I am a knitter of doo-dads. I long ago gave up knitting sweaters, or anything useful, in favor of short projects that are cute, animals, flowers, small decorative things. For many years I have knitted a Crimebake lobster called Hardboiled.
The Cadaver is a knitted naked body with a Y incisions stitched up with red and black thread. I was knitting a fairy and had set the naked body on the table waiting for wings. Glancing down at it trying to figure out how to do the wings, I realized it was more dead body than mythical creature.
What does one do with something like that? If I displayed all the silly things I knit I would need dozens more shelves. Better to give them away. To whom? What for? When I finished it I knew the little guy on my table had to go live (or be dead) at the authors house. It would have to be someone who's work I loved, and someone I knew would be honored and not grossed out, or puzzled by my weird sense of humor. Why not turn him into a mini award? I made him a drape so the recipient doesn't have to leave his gruesome self on display at all times.
About that time I read Death in the Time of Ice, by Kaye George, a mystery novel set in a community of Neanderthals, I had read a short story that was the practice piece for the novel, and couldn't wait to get my hands on the book. I knew Kaye had to be the first to be awarded a Cadaver.
The next question was how to deliver it so it was more than just an odd piece of kitting that arrived in the mail.
I wanted to present him in person and in a public setting. I very much didn't want his presentation to take anything away from the Agathas or appear to mock them in any way. So Kaye was awarded her Cadaver over lunch with the Guppies (a Sisters in Crime on line chapter).

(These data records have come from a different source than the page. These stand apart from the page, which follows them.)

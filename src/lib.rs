//! facturacion application library
//!
//! Wires layered settings, logging and the driver registry into a single
//! connection probe run.

use std::io::Write;
use std::sync::Arc;

use anyhow::Context;
use facturacion_db::{ConnectionProbe, DriverRegistry, ProbeOutcome};
use facturacion_kernel::Settings;

/// Load and validate settings, then install the log subscriber.
pub fn bootstrap() -> anyhow::Result<Settings> {
    bootstrap_with(|_| Ok(()))
}

/// Like [`bootstrap`], applying `overrides` before validation.
pub fn bootstrap_with<F>(overrides: F) -> anyhow::Result<Settings>
where
    F: FnOnce(&mut Settings) -> anyhow::Result<()>,
{
    let mut settings =
        Settings::load().with_context(|| "failed to load facturacion settings")?;
    facturacion_telemetry::init(&settings.telemetry);
    overrides(&mut settings)?;
    settings.validate()?;

    tracing::info!(
        env = ?settings.environment,
        driver = %settings.database.driver,
        host = %settings.database.host,
        port = settings.database.port,
        database = %settings.database.name,
        "facturacion bootstrap complete"
    );

    Ok(settings)
}

/// Build a probe against every driver this build ships with.
pub fn build_probe(settings: &Settings) -> ConnectionProbe {
    let registry = Arc::new(DriverRegistry::with_default_drivers());
    ConnectionProbe::from_settings(registry, &settings.database)
}

/// Probe once, printing the outcome lines to `out`.
pub async fn run<W>(settings: &Settings, out: &mut W) -> ProbeOutcome
where
    W: Write + ?Sized,
{
    build_probe(settings).probe(out).await
}

#[cfg(test)]
mod tests {
    use std::net::TcpListener;

    use super::*;
    use facturacion_db::probe::{CONNECTION_FAILED, DRIVER_FAILED, DRIVER_LOADED};

    #[tokio::test]
    async fn unknown_driver_prints_only_driver_failure() {
        let mut settings = Settings::default();
        settings.database.driver = "org.h2.Driver".to_string();

        let mut out = Vec::new();
        let outcome = run(&settings, &mut out).await;

        assert!(matches!(outcome, ProbeOutcome::DriverUnavailable { .. }));
        let printed = String::from_utf8(out).unwrap();
        assert_eq!(printed.lines().count(), 1);
        assert!(printed.starts_with(DRIVER_FAILED));
    }

    #[tokio::test]
    async fn closed_port_reports_connection_failure() {
        let port = {
            let listener = TcpListener::bind("127.0.0.1:0").unwrap();
            listener.local_addr().unwrap().port()
        };
        let mut settings = Settings::default();
        settings.database.driver = "com.mysql.cj.jdbc.Driver".to_string();
        settings.database.host = "127.0.0.1".to_string();
        settings.database.port = port;
        settings.database.connect_timeout_ms = Some(5_000);

        let mut out = Vec::new();
        let outcome = run(&settings, &mut out).await;

        assert!(matches!(
            outcome,
            ProbeOutcome::ConnectionFailed { driver: "mysql", .. }
        ));
        let printed = String::from_utf8(out).unwrap();
        let lines: Vec<&str> = printed.lines().collect();
        assert_eq!(lines.len(), 2);
        assert_eq!(lines[0], DRIVER_LOADED);
        assert!(lines[1].starts_with(CONNECTION_FAILED));
        assert!(lines[1].len() > CONNECTION_FAILED.len());
    }

    #[tokio::test]
    async fn connect_timeout_is_printed_as_connection_failure() {
        let listener = TcpListener::bind("127.0.0.1:0").unwrap();
        let mut settings = Settings::default();
        settings.database.host = "127.0.0.1".to_string();
        settings.database.port = listener.local_addr().unwrap().port();
        settings.database.connect_timeout_ms = Some(200);

        let mut out = Vec::new();
        let outcome = run(&settings, &mut out).await;

        assert_eq!(
            outcome,
            ProbeOutcome::ConnectionFailed {
                driver: "mysql",
                reason: "connection attempt timed out after 200ms".to_string(),
            }
        );
        assert_eq!(
            String::from_utf8(out).unwrap(),
            format!(
                "{DRIVER_LOADED}\n{CONNECTION_FAILED}connection attempt timed out after 200ms\n"
            )
        );
        drop(listener);
    }
}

This year the now coveted Cadaver went to Edith Maxwell for her as yet unpublished historical about a Quaker midwife in the late 1800s. I was honored to read the manuscript before it went to the editor.
I knew both Kaye and Edith would receive the Cadaver in the spirit in which it was given, from a true appreciation of their work but with a humorous and slightly irreverent twist.
While I bask in the glow of buzz over my knitting skill, the important thing here is that I get to show my appreciation of writers who are important to me.
The little guy is a tangible expression of my joy without costing lots of money and only a bit of time. It is also a way of using up the dreadful pink yarn that should last for another 10 cadavers.
I will cast on next week while I contemplate who gets next years' award.
I hope that you who are reading this find a way to let your favorite authors know how much they are loved.